▶ **Action item**
Only the lines below, from the one with "filename crates/archipel-engine/src/main.rs" through the one with "use archipel_server::AppState;", are to be written out, exactly.

BEGIN

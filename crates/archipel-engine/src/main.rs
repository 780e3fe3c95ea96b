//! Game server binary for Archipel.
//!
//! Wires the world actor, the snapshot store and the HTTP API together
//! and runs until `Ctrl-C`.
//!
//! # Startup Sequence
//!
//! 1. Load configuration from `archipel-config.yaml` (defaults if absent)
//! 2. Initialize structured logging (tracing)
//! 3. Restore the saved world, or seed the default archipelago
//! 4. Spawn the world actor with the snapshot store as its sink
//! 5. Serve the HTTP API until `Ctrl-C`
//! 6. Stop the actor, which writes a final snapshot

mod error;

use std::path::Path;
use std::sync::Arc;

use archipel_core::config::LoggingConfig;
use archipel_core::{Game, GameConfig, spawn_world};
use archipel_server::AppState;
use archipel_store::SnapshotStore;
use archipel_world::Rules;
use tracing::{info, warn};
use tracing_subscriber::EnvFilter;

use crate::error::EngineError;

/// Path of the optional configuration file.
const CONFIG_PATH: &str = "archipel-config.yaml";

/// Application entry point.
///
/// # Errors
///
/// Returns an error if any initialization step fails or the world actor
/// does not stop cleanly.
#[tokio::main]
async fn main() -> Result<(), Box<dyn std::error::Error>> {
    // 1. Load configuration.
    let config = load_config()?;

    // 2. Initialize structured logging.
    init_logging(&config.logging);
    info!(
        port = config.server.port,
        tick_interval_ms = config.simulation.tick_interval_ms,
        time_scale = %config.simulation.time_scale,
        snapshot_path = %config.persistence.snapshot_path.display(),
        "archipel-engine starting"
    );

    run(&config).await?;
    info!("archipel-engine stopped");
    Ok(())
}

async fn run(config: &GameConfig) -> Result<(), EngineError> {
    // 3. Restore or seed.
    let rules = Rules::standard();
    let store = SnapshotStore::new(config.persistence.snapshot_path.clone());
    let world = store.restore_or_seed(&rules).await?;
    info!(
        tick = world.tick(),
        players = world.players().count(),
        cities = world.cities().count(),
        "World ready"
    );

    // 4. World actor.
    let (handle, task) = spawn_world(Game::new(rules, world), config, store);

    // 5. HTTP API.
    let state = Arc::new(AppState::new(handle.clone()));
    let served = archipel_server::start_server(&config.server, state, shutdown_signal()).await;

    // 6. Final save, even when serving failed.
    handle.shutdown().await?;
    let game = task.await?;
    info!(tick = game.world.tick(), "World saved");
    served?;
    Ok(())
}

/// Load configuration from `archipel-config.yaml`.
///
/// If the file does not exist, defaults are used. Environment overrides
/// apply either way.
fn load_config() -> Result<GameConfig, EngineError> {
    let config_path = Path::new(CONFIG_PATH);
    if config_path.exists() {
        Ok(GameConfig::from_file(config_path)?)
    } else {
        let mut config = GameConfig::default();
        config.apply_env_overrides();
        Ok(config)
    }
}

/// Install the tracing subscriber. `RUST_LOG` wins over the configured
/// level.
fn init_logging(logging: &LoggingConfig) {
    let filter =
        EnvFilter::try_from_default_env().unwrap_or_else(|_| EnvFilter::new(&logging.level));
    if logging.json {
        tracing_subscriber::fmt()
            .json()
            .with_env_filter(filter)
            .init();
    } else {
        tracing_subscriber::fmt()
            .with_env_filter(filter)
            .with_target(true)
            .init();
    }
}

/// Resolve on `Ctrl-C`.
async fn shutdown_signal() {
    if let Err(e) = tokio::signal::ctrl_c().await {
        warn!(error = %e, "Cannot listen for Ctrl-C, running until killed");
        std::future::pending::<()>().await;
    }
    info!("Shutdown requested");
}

END
BEGIN

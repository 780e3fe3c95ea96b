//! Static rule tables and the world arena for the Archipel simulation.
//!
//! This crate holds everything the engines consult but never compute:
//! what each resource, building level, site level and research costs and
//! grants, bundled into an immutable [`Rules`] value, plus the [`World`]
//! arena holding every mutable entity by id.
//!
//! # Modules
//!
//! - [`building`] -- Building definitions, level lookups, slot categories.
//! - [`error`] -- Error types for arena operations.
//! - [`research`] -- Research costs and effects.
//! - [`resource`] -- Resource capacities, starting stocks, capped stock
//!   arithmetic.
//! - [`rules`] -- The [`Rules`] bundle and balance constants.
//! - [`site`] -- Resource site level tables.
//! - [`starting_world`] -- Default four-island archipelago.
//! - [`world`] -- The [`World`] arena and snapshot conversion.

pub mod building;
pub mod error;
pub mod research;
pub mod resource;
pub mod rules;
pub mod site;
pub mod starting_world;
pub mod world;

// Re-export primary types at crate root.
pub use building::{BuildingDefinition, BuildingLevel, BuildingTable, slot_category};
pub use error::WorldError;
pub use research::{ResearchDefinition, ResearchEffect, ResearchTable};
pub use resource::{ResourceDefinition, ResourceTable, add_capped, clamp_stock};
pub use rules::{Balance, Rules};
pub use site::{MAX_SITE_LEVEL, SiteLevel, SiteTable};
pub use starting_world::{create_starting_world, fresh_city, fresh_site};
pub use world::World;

END
BEGIN

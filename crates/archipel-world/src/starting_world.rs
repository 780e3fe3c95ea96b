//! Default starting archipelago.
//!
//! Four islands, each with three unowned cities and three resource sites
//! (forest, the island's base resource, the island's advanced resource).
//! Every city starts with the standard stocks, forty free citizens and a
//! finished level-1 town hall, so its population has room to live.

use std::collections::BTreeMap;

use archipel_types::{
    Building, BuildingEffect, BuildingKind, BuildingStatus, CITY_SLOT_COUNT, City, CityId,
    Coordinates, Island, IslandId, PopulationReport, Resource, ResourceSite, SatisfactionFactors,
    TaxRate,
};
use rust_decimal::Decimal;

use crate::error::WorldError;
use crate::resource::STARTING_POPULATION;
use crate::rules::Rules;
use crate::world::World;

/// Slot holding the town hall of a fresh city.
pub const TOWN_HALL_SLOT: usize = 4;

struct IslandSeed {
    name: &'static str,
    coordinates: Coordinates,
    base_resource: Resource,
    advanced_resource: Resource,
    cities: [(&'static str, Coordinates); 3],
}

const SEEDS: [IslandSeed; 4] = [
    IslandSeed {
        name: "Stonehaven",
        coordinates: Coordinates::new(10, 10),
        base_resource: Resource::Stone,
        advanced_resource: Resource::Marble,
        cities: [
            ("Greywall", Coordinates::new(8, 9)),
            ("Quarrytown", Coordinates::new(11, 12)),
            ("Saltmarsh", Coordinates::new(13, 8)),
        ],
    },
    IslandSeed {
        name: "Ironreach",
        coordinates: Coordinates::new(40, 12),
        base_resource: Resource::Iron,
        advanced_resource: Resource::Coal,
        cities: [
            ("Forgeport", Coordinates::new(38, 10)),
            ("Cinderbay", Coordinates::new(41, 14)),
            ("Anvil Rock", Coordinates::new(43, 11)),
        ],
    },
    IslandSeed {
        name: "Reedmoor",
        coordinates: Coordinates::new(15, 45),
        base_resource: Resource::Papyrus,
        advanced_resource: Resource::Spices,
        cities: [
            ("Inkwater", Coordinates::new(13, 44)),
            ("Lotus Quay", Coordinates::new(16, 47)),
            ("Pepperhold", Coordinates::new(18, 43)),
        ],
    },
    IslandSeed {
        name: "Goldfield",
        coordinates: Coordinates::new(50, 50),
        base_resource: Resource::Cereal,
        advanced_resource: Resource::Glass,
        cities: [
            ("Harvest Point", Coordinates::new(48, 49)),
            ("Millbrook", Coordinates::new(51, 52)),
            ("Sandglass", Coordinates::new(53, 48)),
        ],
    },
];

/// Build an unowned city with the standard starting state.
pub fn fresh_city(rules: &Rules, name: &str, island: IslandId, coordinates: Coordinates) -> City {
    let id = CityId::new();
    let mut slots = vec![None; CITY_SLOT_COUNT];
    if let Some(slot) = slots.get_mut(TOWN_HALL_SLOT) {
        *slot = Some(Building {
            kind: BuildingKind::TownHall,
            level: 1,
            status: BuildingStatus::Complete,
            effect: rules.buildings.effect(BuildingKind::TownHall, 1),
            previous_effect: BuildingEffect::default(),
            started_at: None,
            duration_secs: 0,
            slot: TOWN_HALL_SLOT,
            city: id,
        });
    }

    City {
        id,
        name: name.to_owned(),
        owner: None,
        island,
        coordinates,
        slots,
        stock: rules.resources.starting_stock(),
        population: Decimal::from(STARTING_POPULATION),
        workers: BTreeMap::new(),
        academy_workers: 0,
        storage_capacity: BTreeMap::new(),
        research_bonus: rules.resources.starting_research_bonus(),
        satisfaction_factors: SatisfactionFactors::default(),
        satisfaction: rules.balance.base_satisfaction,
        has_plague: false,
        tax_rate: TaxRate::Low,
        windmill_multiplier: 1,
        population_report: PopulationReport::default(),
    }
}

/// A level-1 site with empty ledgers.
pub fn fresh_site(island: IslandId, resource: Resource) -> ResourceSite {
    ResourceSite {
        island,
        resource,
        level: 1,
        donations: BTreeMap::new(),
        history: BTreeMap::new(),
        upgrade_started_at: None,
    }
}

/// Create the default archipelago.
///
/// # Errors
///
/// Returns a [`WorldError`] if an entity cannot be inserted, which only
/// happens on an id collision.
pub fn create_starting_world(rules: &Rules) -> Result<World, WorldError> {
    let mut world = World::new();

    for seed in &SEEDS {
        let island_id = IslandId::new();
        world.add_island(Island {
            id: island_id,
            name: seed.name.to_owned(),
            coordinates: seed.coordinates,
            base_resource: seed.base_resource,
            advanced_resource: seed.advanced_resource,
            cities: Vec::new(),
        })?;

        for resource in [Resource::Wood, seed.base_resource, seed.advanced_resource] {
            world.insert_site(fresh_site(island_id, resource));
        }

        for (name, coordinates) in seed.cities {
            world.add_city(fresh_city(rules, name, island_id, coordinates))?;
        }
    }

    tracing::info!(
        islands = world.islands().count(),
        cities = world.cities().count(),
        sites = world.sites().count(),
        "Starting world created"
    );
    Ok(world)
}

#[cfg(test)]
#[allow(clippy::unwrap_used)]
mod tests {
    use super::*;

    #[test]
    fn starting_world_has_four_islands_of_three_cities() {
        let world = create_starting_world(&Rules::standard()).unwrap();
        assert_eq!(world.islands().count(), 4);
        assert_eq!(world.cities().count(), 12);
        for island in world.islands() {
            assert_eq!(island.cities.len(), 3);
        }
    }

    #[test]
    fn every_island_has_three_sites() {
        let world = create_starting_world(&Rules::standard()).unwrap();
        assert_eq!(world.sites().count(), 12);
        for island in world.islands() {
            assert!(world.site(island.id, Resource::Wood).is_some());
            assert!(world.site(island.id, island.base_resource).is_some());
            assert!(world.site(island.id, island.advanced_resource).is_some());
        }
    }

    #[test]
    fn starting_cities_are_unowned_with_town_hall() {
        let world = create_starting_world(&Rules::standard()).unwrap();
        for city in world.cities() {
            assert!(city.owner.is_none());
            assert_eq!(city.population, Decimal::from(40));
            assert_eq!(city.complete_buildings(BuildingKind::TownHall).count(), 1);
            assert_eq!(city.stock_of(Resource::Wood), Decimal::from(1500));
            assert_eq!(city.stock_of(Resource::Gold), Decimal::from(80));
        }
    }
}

END

▶ **Solution for this problem**
filename crates/archipel-engine/src/main.rs
repository 780e3fe3c95ea96b
//! Game server binary for Archipel.
//!
//! Wires the world actor, the snapshot store and the HTTP API together
//! and runs until `Ctrl-C`.
//!
//! # Startup Sequence
//!
//! 1. Load configuration from `archipel-config.yaml` (defaults if absent)
//! 2. Initialize structured logging (tracing)
//! 3. Restore the saved world, or seed the default archipelago
//! 4. Spawn the world actor with the snapshot store as its sink
//! 5. Serve the HTTP API until `Ctrl-C`
//! 6. Stop the actor, which writes a final snapshot

mod error;

use std::path::Path;
use std::sync::Arc;

use archipel_core::config::LoggingConfig;
use archipel_core::{Game, GameConfig, spawn_world};
use archipel_server::AppState;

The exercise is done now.